The subject of the invention is an optical radiation concentrator, intended for the production of a coherent beam of light rays with a high radiation intensity and in the part of the electromagnetic wave spectrum which relates to visible light radiation.

Known optical devices, most often used to produce a coherent beam of high intensity light are reflectors and lasers. Reflectors are devices that generate a coherent beam of light in the full spectrum of electromagnetic light waves, i.e. visible waves, while lasers produce a beam of monochromatic light, often with a selected and fixed polarization state.

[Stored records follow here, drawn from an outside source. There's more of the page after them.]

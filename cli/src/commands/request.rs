use crate::commands::shared::{
    active_environment_id, find_environment, read_json_file, BackendArgs, EnvSourceArgs,
    OutputArgs,
};
use crate::commands::validators;
use crate::core::error::ApeyeError;
use crate::core::formatter::{get_formatter, OutputFormat};
use crate::core::store::ActiveEnvironmentStore;
use apeye_lib::{
    classify, extract_variables, AppState, Dispatcher, NotificationLevel, RequestConfig,
};
use clap::{Args, Subcommand};
use serde::Serialize;
use std::path::Path;
use std::time::Duration;
use tracing::{debug, warn};

/// How long a finished run waits for its history write before exiting.
const HISTORY_GRACE: Duration = Duration::from_secs(2);

#[derive(Debug, Args)]
#[command(about = "Run and inspect requests")]
pub struct RequestCommand {
    #[command(subcommand)]
    pub command: RequestSubcommand,
}

#[derive(Debug, Subcommand)]
pub enum RequestSubcommand {
    #[command(about = "Send a request, directly for local targets or through the backend")]
    Run(RunArgs),
    #[command(about = "List the {{variables}} a request uses")]
    Vars(VarsArgs),
    #[command(about = "Tell whether a URL is sent directly (private) or proxied (public)")]
    Classify(ClassifyArgs),
}

#[derive(Debug, Args)]
pub struct RequestFileArgs {
    #[arg(
        short = 'f',
        long = "file",
        value_name = "FILE",
        help = "Request config JSON file",
        value_parser = validators::validate_path_exists
    )]
    pub file: String,
}

#[derive(Debug, Args)]
pub struct RunArgs {
    #[command(flatten)]
    pub request: RequestFileArgs,

    #[arg(
        short = 'e',
        long = "env",
        alias = "environment",
        value_name = "NAME|ID",
        help = "Environment to resolve variables from (defaults to the active one)"
    )]
    pub environment: Option<String>,

    #[command(flatten)]
    pub env_source: EnvSourceArgs,

    #[arg(
        short = 'v',
        long = "variable",
        value_name = "NAME=VALUE",
        help = "Override a variable",
        value_parser = validators::validate_variable
    )]
    pub variable: Vec<String>,

    #[command(flatten)]
    pub backend: BackendArgs,

    #[command(flatten)]
    pub output: OutputArgs,
}

#[derive(Debug, Args)]
pub struct VarsArgs {
    #[command(flatten)]
    pub request: RequestFileArgs,

    #[command(flatten)]
    pub output: OutputArgs,
}

#[derive(Debug, Args)]
pub struct ClassifyArgs {
    #[arg(help = "URL to classify")]
    pub url: String,

    #[command(flatten)]
    pub output: OutputArgs,
}

#[derive(Serialize)]
pub struct ClassificationView {
    pub url: String,
    pub target: &'static str,
}

/// Selects the persisted environment. A missing environment or a failed
/// fetch leaves the request without variables.
async fn select_stored_environment(state: &mut AppState, args: &RunArgs, stored_id: &str) {
    state.environments = match args.env_source.load(&args.backend).await {
        Ok(environments) => environments,
        Err(e) => {
            warn!(error = %e, "could not load environments, running without variables");
            return;
        }
    };
    match find_environment(&state.environments, stored_id) {
        Ok(environment) => {
            let id = environment.id.clone();
            debug!(environment = %id, "using active environment");
            state.set_active_environment(Some(id));
        }
        Err(_) => {
            warn!(environment = %stored_id, "active environment no longer exists, clearing it");
            if let Err(e) = ActiveEnvironmentStore::current_dir().clear() {
                warn!(error = %e, "could not clear active environment");
            }
        }
    }
}

pub async fn execute_run(args: &RunArgs) -> Result<(), ApeyeError> {
    let config: RequestConfig = read_json_file(Path::new(&args.request.file))?;
    let mut state = AppState::new(config);

    for variable in &args.variable {
        let (name, value) =
            validators::parse_variable(variable).map_err(ApeyeError::InvalidVariable)?;
        state.variable_overrides.insert(name, value);
    }

    if let Some(selection) = &args.environment {
        state.environments = args.env_source.load(&args.backend).await?;
        let id = find_environment(&state.environments, selection)?.id.clone();
        debug!(environment = %selection, "using environment");
        state.set_active_environment(Some(id));
    } else if let Some(stored_id) = active_environment_id()? {
        select_stored_environment(&mut state, args, &stored_id).await;
    }

    let dispatcher = Dispatcher::new(args.backend.client());
    let outcome = dispatcher.execute_request(&mut state).await;

    let show_notifications = args.output.output == OutputFormat::Text;
    for notification in state.take_notifications() {
        match notification.level {
            NotificationLevel::Error if show_notifications && outcome.is_ok() => {
                eprintln!("{}", notification.message)
            }
            NotificationLevel::Success => debug!("{}", notification.message),
            _ => {}
        }
    }

    if let Some(response) = &state.response {
        print!("{}", get_formatter(&args.output.output).format_response(response));
    }

    let executed = outcome?;
    // the runtime drops pending tasks on exit
    if let Some(history) = executed.history {
        if tokio::time::timeout(HISTORY_GRACE, history).await.is_err() {
            warn!("history write still pending at exit");
        }
    }
    Ok(())
}

pub fn execute_vars(args: &VarsArgs) -> Result<(), ApeyeError> {
    let config: RequestConfig = read_json_file(Path::new(&args.request.file))?;
    let mut names: Vec<String> = extract_variables(&config).into_iter().collect();
    names.sort();

    print!(
        "{}",
        get_formatter(&args.output.output).format_list(&names, "Variables:", "No variables found")
    );
    Ok(())
}

pub fn execute_classify(args: &ClassifyArgs) -> Result<(), ApeyeError> {
    let target = classify(&args.url);
    let view = ClassificationView {
        url: args.url.clone(),
        target: target.as_str(),
    };
    match args.output.output {
        OutputFormat::Text => println!("{}", view.target),
        OutputFormat::Json => print!("{}", get_formatter(&args.output.output).format(&view)),
    }
    Ok(())
}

The technical solution of a typical reflector is characterized by the fact that such a reflector comprises a reflector made in the form of a segment of a spherical rotating surface, in the focus of which a point light source is placed. Light rays emitted multidirectionally from a light source, after reflection from the surface of a reflector, also known as a mirror, form a coherent beam of parallel light rays with a high luminous flux intensity. On the other hand, those light rays, which were emitted but were not reflected on the reflector, create scattered radiation, visible in the solid angle, determined by the position of the light source in relation to the reflector's periphery.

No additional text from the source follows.